Die RTL Group betreibt 22 Fernseh- und 18 Hörfunk-Stationen in elf Ländern, die täglich bis zu 120 Millionen Zuschauer und 25 Millionen Hörer erreichen. Im vergangenen Jahr machte das Unternehmen mit etwa 6000 Mitarbeitern etwa 4,2 Mrd. Euro (2,1 Mrd. Mark) Umsatz und weist inzwischen eine Marktkapitalisierung von 28 Milliarden Mark auf. Rasch avancierte die RTL Group zu Europas größtem TV-Produzenten sowie Sportrechte-Vermarkter und betreibt mit RTL Europas größten Werbeträger. Die bedeutendsten TV-Beteiligungen sind RTL Television (Köln, 100 Prozent), RTL 2 (München, 34,8 Prozent), Super RTL (Köln, 50 Prozent), VOX (Köln, 99,7 Prozent), M6 (Paris, 42,3 Prozent), Veronica (Hilversum), RTL TVI (Luxemburg/Brüssel, 66 Prozent), Channel 5 (London, 64,7 Prozent) und RTL KLUB (Budapest, 49 Prozent).
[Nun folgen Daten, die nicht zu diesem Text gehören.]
//! Compact giver → recipient record.
//!
//! ## SSZ Serialization
//!
//! Pairings are serialized using SSZ for deterministic encoding, so the
//! same assignment always hashes to the same digest.

use ssz_rs::prelude::*;

/// One drawn pair, by participant id.
///
/// ## Example
///
/// ```
/// use gift_exchange::types::Pairing;
///
/// let pairing = Pairing::new(1, 2);
/// assert_eq!(pairing.giver_id, 1);
/// assert_eq!(pairing.recipient_id, 2);
/// ```
#[derive(Debug, Clone, Copy, PartialEq, Eq, Hash, Default, PartialOrd, Ord, SimpleSerialize)]
pub struct Pairing {
    /// Id of the participant giving the gift
    pub giver_id: u64,

    /// Id of the participant receiving it
    pub recipient_id: u64,
}

impl Pairing {
    /// Create a new pairing
    pub fn new(giver_id: u64, recipient_id: u64) -> Self {
        Self {
            giver_id,
            recipient_id,
        }
    }
}

// ============================================================================
// Unit Tests
// ============================================================================
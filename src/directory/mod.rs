//! Participant directory.
//!
//! ## Structure
//!
//! ```text
//! Roster
//! ├── entries: Slab<RosterEntry>       (participants, insertion-linked)
//! ├── index: HashMap<key, slab key>    (case-insensitive lookup)
//! └── restrictions: Restrictions       (giver -> forbidden recipients)
//! ```
//!
//! The roster owns membership and restrictions and hands the engine an
//! immutable snapshot for each draw.

pub mod entry;
pub mod roster;

mod error;

pub use entry::RosterEntry;
pub use error::DirectoryError;
pub use roster::Roster;
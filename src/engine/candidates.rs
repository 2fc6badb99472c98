//! Input validation, feasibility pre-check and giver ordering.
//!
//! Participants are mapped to dense indices `0..n` in input order. For each
//! giver the table stores `candidates(g) = all − {g} − forbidden[g]`, the
//! recipients the search may ever try for that giver.

use std::collections::{HashMap, HashSet};

use rand::seq::SliceRandom;
use rand::Rng;

use crate::engine::SolveError;
use crate::types::{Participant, ParticipantKey, Restrictions};

/// Reject duplicate participants and restrictions naming outsiders
pub(crate) fn validate_inputs(
    participants: &[Participant],
    restrictions: &Restrictions,
) -> Result<(), SolveError> {
    let index = index_participants(participants)?;

    for (giver, recipients) in restrictions.iter() {
        if !index.contains_key(giver) {
            return Err(SolveError::UnknownParticipant(giver.clone()));
        }
        if let Some(outsider) = recipients.iter().find(|r| !index.contains_key(*r)) {
            return Err(SolveError::UnknownParticipant(outsider.clone()));
        }
    }
    Ok(())
}

fn index_participants(
    participants: &[Participant],
) -> Result<HashMap<&ParticipantKey, usize>, SolveError> {
    let mut index = HashMap::with_capacity(participants.len());
    let mut ids = HashSet::with_capacity(participants.len());
    for (i, participant) in participants.iter().enumerate() {
        if index.insert(participant.key(), i).is_some() {
            return Err(SolveError::DuplicateParticipant(participant.key().clone()));
        }
        // Digests are keyed on ids
        if !ids.insert(participant.id) {
            return Err(SolveError::DuplicateParticipantId(participant.id));
        }
    }
    Ok(index)
}

/// Permissible recipients per giver, by participant index
#[derive(Debug, Clone, PartialEq, Eq)]
pub(crate) struct CandidateTable {
    candidates: Vec<Vec<usize>>,
}

impl CandidateTable {
    /// Build the table, failing fast on a giver with no candidates
    ///
    /// This is a necessary condition only: two givers sharing a single
    /// candidate pass here and are caught by the search.
    pub(crate) fn build(
        participants: &[Participant],
        restrictions: &Restrictions,
    ) -> Result<Self, SolveError> {
        let n = participants.len();
        let mut candidates = Vec::with_capacity(n);

        for (giver, participant) in participants.iter().enumerate() {
            let forbidden = restrictions.forbidden_for(participant.key());
            let open: Vec<usize> = (0..n)
                .filter(|&recipient| recipient != giver)
                .filter(|&recipient| {
                    forbidden.map_or(true, |set| !set.contains(participants[recipient].key()))
                })
                .collect();

            if open.is_empty() {
                return Err(SolveError::NoOptions {
                    participant: participant.key().clone(),
                });
            }
            candidates.push(open);
        }

        Ok(Self { candidates })
    }

    /// Number of givers
    #[inline]
    pub(crate) fn len(&self) -> usize {
        self.candidates.len()
    }

    /// Candidates for one giver
    #[inline]
    pub(crate) fn of(&self, giver: usize) -> &[usize] {
        &self.candidates[giver]
    }

    /// Most-restricted-first giver order with random tie-breaks
    ///
    /// Shuffling before a stable sort leaves givers with equal candidate
    /// counts in uniformly random relative order.
    pub(crate) fn mrv_order<R: Rng + ?Sized>(&self, rng: &mut R) -> Vec<usize> {
        let mut order: Vec<usize> = (0..self.candidates.len()).collect();
        order.shuffle(rng);
        order.sort_by_key(|&giver| self.candidates[giver].len());
        order
    }
}

// ============================================================================
// Unit Tests
// ============================================================================
//! Gift Exchange - Binary Entry Point
//!
//! Builds a sample roster with a few couples who may not draw each other,
//! runs one draw and prints the result with its digest.
//!
//! Solver settings come from `GIFT_EXCHANGE_*` environment variables and
//! log verbosity from `RUST_LOG`.

use std::process::ExitCode;

use tracing::{error, info};
use tracing_subscriber::layer::SubscriberExt;
use tracing_subscriber::util::SubscriberInitExt;
use tracing_subscriber::EnvFilter;

use gift_exchange::{DirectoryError, MatchingEngine, Roster, SolverConfig};

/// Sample group
const PARTICIPANTS: [&str; 8] = [
    "Alice", "Bob", "Carol", "Dave", "Erin", "Frank", "Grace", "Heidi",
];

/// Couples who may not draw each other
const COUPLES: [(&str, &str); 3] = [("Alice", "Bob"), ("Carol", "Dave"), ("Erin", "Frank")];

fn main() -> ExitCode {
    let filter = EnvFilter::try_from_default_env().unwrap_or_else(|_| EnvFilter::new("info"));
    tracing_subscriber::registry()
        .with(filter)
        .with(tracing_subscriber::fmt::layer())
        .init();

    let config = match SolverConfig::from_env() {
        Ok(config) => config,
        Err(err) => {
            error!(error = %err, "invalid configuration");
            return ExitCode::FAILURE;
        }
    };
    let mut engine = match MatchingEngine::with_config(config) {
        Ok(engine) => engine,
        Err(err) => {
            error!(error = %err, "invalid configuration");
            return ExitCode::FAILURE;
        }
    };

    let roster = match build_roster() {
        Ok(roster) => roster,
        Err(err) => {
            error!(error = %err, "failed to build roster");
            return ExitCode::FAILURE;
        }
    };
    info!(
        participants = roster.len(),
        restrictions = roster.restrictions().len(),
        "roster ready"
    );

    let (participants, restrictions) = roster.snapshot();
    let assignment = match engine.draw(&participants, &restrictions) {
        Ok(assignment) => assignment,
        Err(err) => {
            error!(error = %err, reason = ?err.reason(), "draw failed");
            return ExitCode::FAILURE;
        }
    };

    println!("===========================================");
    println!("  Gift Exchange");
    println!("===========================================");
    println!();
    for pair in &assignment {
        println!("  {:<8} -> {}", pair.giver.display_name(), pair.recipient.display_name());
    }
    println!();

    let stats = engine.last_stats();
    println!(
        "attempts: {}  steps: {}  backtracks: {}  fallback: {}",
        stats.attempts, stats.steps, stats.backtracks, stats.used_fallback
    );
    match assignment.digest_hex() {
        Ok(digest) => println!("digest: {digest}"),
        Err(err) => {
            error!(error = ?err, "failed to encode assignment");
            return ExitCode::FAILURE;
        }
    }

    ExitCode::SUCCESS
}

fn build_roster() -> Result<Roster, DirectoryError> {
    let mut roster = Roster::with_capacity(PARTICIPANTS.len());
    for name in PARTICIPANTS {
        roster.add(name)?;
    }
    for (a, b) in COUPLES {
        roster.forbid_mutual(a, b)?;
    }
    Ok(roster)
}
Wie wichtig Bertelsmann die operative Führung bei der RTL Group war, macht der hohe Preis deutlich, der für die zusätzlichen 30 Prozent gezahlt werden muss. Die Groupe Bruxelles Lambert erhält außer dem Anteil von 25,1 Prozent am Aktienkapital auch zwei Sitze im Aufsichtsrat und hat das Recht, ihre Beteiligung in etwa drei bis vier Jahren ganz oder teilweise an die Börse zu bringen. Damit lässt die Bertelsmann AG erstmals in ihrer Geschichte auch Kapitaleigner mit Stimmrecht jenseits der eigenen Unternehmerfamilie zu. Künftig soll der Kapitalbesitz der Bertelsmann AG wie folgt aussehen: 57,6 Prozent Bertelsmann Stiftung (davon noch 7,4 Prozentpunkte bei der Zeit-Stiftung, die aber zurückerworben werden sollen), 17,3 Prozent Familie Mohn, 25,1 Prozent GBL. Bei den Stimmrechten hingegen bleiben 75 Prozent bei der Bertelsmann Verwaltungsgesellschaft, die BGL erhält 25 Prozent.
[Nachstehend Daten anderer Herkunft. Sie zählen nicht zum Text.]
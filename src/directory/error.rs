use thiserror::Error;

use crate::engine::SolveError;

/// Errors from roster and restriction management
#[derive(Debug, Clone, PartialEq, Eq, Error)]
pub enum DirectoryError {
    #[error("participant name is blank")]
    BlankName,

    #[error("participant already exists: {0}")]
    DuplicateParticipant(String),

    #[error("no such participant: {0}")]
    UnknownParticipant(String),

    #[error("{0} cannot be restricted from themselves")]
    SelfRestriction(String),

    #[error(transparent)]
    Solve(#[from] SolveError),
}
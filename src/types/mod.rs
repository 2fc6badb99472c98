//! Core data types for the gift exchange
//!
//! ## Types
//!
//! - [`ParticipantKey`]: Normalized name, the identity of a participant
//! - [`Participant`]: A member of the exchange (id, key, display name)
//! - [`Restrictions`]: Directional "may-not-give-to" relation
//! - [`Pairing`]: Compact giver → recipient record (SSZ encoded)
//! - [`Assignment`]: A complete draw, with verification and digest

mod participant;
mod restriction;
mod pairing;
mod assignment;

// Re-export all types at module level
pub use participant::{Participant, ParticipantKey};
pub use restriction::Restrictions;
pub use pairing::Pairing;
pub use assignment::{Assignment, GiftPair, Violation};
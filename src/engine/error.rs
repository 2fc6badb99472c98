//! Solver failures.
//!
//! Two failures mean "no draw": `NoOptions` is structural and found before
//! any search runs, `Exhausted` comes from the matching check or from the
//! restart driver giving up.
//! The remaining variants reject malformed input.

use std::fmt;

use thiserror::Error;

use crate::types::ParticipantKey;

/// Why a draw is infeasible
#[derive(Debug, Clone, Copy, PartialEq, Eq, Hash)]
pub enum InfeasibleReason {
    /// Some participant has no permissible recipient at all
    NoOptions,
    /// Every randomized attempt failed
    Exhausted,
}

impl InfeasibleReason {
    /// Stable reason code
    pub fn as_str(self) -> &'static str {
        match self {
            InfeasibleReason::NoOptions => "no-options",
            InfeasibleReason::Exhausted => "exhausted",
        }
    }
}

impl fmt::Display for InfeasibleReason {
    fn fmt(&self, f: &mut fmt::Formatter<'_>) -> fmt::Result {
        f.write_str(self.as_str())
    }
}

/// Errors returned by [`MatchingEngine::solve`](crate::engine::MatchingEngine::solve)
#[derive(Debug, Clone, PartialEq, Eq, Error)]
pub enum SolveError {
    /// Pre-check found a participant whose candidate set is empty
    #[error("no permissible recipients for at least one participant ({participant})")]
    NoOptions { participant: ParticipantKey },

    /// No draw exists, or the attempt bound ran out before one was found
    ///
    /// `attempts` is 0 when the matching check proved infeasibility up front.
    #[error(
        "no assignment found under the given restrictions ({attempts} randomized attempt(s) made)"
    )]
    Exhausted { attempts: u32 },

    /// The same normalized name appears twice in the participant set
    #[error("duplicate participant: {0}")]
    DuplicateParticipant(ParticipantKey),

    /// A restriction names someone outside the participant set
    #[error("restriction references unknown participant: {0}")]
    UnknownParticipant(ParticipantKey),

    /// Two participants share a numeric id
    #[error("duplicate participant id: {0}")]
    DuplicateParticipantId(u64),
}

impl SolveError {
    /// Infeasibility reason, or None for rejected input
    pub fn reason(&self) -> Option<InfeasibleReason> {
        match self {
            SolveError::NoOptions { .. } => Some(InfeasibleReason::NoOptions),
            SolveError::Exhausted { .. } => Some(InfeasibleReason::Exhausted),
            SolveError::DuplicateParticipant(_)
            | SolveError::UnknownParticipant(_)
            | SolveError::DuplicateParticipantId(_) => None,
        }
    }

    /// Check if this error reports an infeasible draw
    #[inline]
    pub fn is_infeasible(&self) -> bool {
        self.reason().is_some()
    }
}

// ============================================================================
// Unit Tests
// ============================================================================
Ü Sinneswandel bei Unternehmensgründer Reinhard Mohn

Vor zwei Jahren noch schien eine Fusion auf dem Wege des Aktientauschs oder gar eine Börsenplatzierung von Aktien der Bertelsmann AG undenkbar. Als der Vorstandschef Thomas Middelhoff 1999 mit seinem Freund und AOL-Chef Steve Case über eine Fusion verhandelte, scheiterte dies am Veto des 79-jährigen Unternehmensgründers Reinhard Mohn. Ein Börsengang und die Beteiligung Fremder war tabu und deshalb auch ein Aktientausch mit dem weltweit größten Internet-Provider. AOL fusionierte deshalb wenig später mit Time Warner und musste alle Verbindungen zu Bertelsmann kappen. Inzwischen scheint Mohn seine Meinung revidiert zu haben. Bei der gewählten Konstruktion des Anteilstauschs könnte eine spätere Börsenplatzierung von GBL-Anteilen Mittel für weitere Übernahmen bescheren, ohne dass die Bertelsmann Stiftung die Kontrolle über das Unternehmen verliert. Weil GBL die Anteile an die Börse bringen darf, so erklärte Bertelsmann-Finanzvorstand Siegfried Luther inzwischen, müsse auch die Bertelsmann AG insgesamt eine Börsennotierung vorbereiten. Damit wäre dann ein Weg für eine weitere Marktkapitalisierung geebnet.